To present prenatal diagnosis of chromosome 1p32-p31 deletion syndrome with NFIA haploinsufficiency, ventriculomegaly, corpus callosum hypogenesis, abnormal external genitalia, and intrauterine growth restriction and to review the literature.
Materials, Methods, and Results
A 26-year-old, primigravid woman was referred for amniocentesis at 30 weeks of gestation because of hydrocephalus and short limbs. Prenatal ultrasound showed macrocephaly, prominent forehead, ventriculomegaly, corpus callosum hypogenesis, micrognathia, and ambiguous external genitalia. Amniocentesis was performed, and array comparative genomic hybridization using uncultured amniocytes revealed a 22.2-Mb deletion of 1p32.3-p31.1 [arr cgh 1p32.3p31.1 (55,500,291 bp–77,711,982 bp)×1] encompassing the genes of NFIA, GPR177, and 89 additional genes. Cytogenetic analysis revealed a karyotype of 46,XX,del(1)(p31.1p32.3)dn. At 33 weeks of gestation, a dead fetus was delivered with a body weight of 1536 g (<5th centile); relative macrocephaly; a broad face; prominent forehead; hypertelorism; anteverted nostrils; micrognathia; low-set ears; and abnormal female external genitalia with labial fusion, labial hypertrophy, absence of vaginal opening, and clitoral hypertrophy. Polymorphic DNA marker analysis determined a paternal origin of the deletion.

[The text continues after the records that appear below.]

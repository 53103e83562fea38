// SPDX-License-Identifier: AGPL-3.0-or-later

//! `Put`: stores `entry.value` under `entry.key`, enforcing the optimistic
//! `db_version` check unless `entry.force` is set.

use bytes::Bytes;

use crate::{
    commands::check_status,
    entry::Entry,
    proto,
    session::Session,
    status::Status,
};

pub fn build(entry: &Entry) -> (proto::Command, Bytes) {
    let key_value = proto::KeyValue {
        key: entry.key.to_vec(),
        new_version: entry.new_version.clone().unwrap_or_default().to_vec(),
        db_version: entry.db_version.clone().unwrap_or_default().to_vec(),
        tag: entry.tag.to_vec(),
        algorithm: proto::Algorithm::from(entry.algorithm) as i32,
        synchronization: proto::Synchronization::from(entry.synchronization) as i32,
        force: entry.force,
        metadata_only: false,
    };
    let command = proto::Command {
        header: None,
        body: Some(proto::Body {
            key_value: Some(key_value),
            ..Default::default()
        }),
        status: None,
    };
    (command, entry.value.clone())
}

/// Stores `entry.value` under `entry.key`. On success, `entry.db_version`
/// is updated to the version now on the drive (the `new_version` it
/// acknowledged, or whatever `KeyValue.db_version` it returns instead) so
/// the caller can chain a version-checked `put` without re-fetching.
pub async fn put(session: &Session, entry: &mut Entry) -> Result<(), Status> {
    if !entry.has_key() {
        return Err(Status::MissingKey);
    }
    if !entry.has_value_buffer() {
        return Err(Status::MissingValueBuffer);
    }
    let (command, value) = build(entry);
    let (response, _) = session.submit(command, value, proto::MessageType::Put).await?;
    check_status(&response)?;

    let acked_version = response
        .body
        .and_then(|b| b.key_value)
        .and_then(|kv| (!kv.db_version.is_empty()).then(|| Bytes::from(kv.db_version)));
    entry.db_version = acked_version.or_else(|| entry.new_version.clone());
    Ok(())
}
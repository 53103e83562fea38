// SPDX-License-Identifier: AGPL-3.0-or-later

//! The timeout sweep: periodically evicts operations whose deadline has
//! passed, so a dropped response doesn't leave a future pending forever.

use std::{sync::Arc, time::Duration};

use tokio_util::sync::CancellationToken;

use crate::operation::OperationRegistry;

pub(crate) async fn run(registry: Arc<OperationRegistry>, cancel: CancellationToken, interval: Duration) {
    let mut ticker = tokio::time::interval(interval);
    loop {
        tokio::select! {
            biased;
            () = cancel.cancelled() => break,
            _ = ticker.tick() => {
                let evicted = registry.sweep_expired(tokio::time::Instant::now());
                if evicted > 0 {
                    tracing::debug!(evicted, "timeout sweep evicted stale operations");
                }
            }
        }
    }
}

Prenatal diagnosis of ventriculomegaly with an abnormal corpus callosum should alert subtle chromosome aberrations and prompt molecular cytogenetic investigation if necessary. Fetuses with chromosome 1p32-p31 deletion syndrome and haploinsufficiency of the NFIA gene may present ventriculomegaly, corpus callosum hypogenesis, abnormal external genitalia, and intrauterine growth restriction in the third trimester."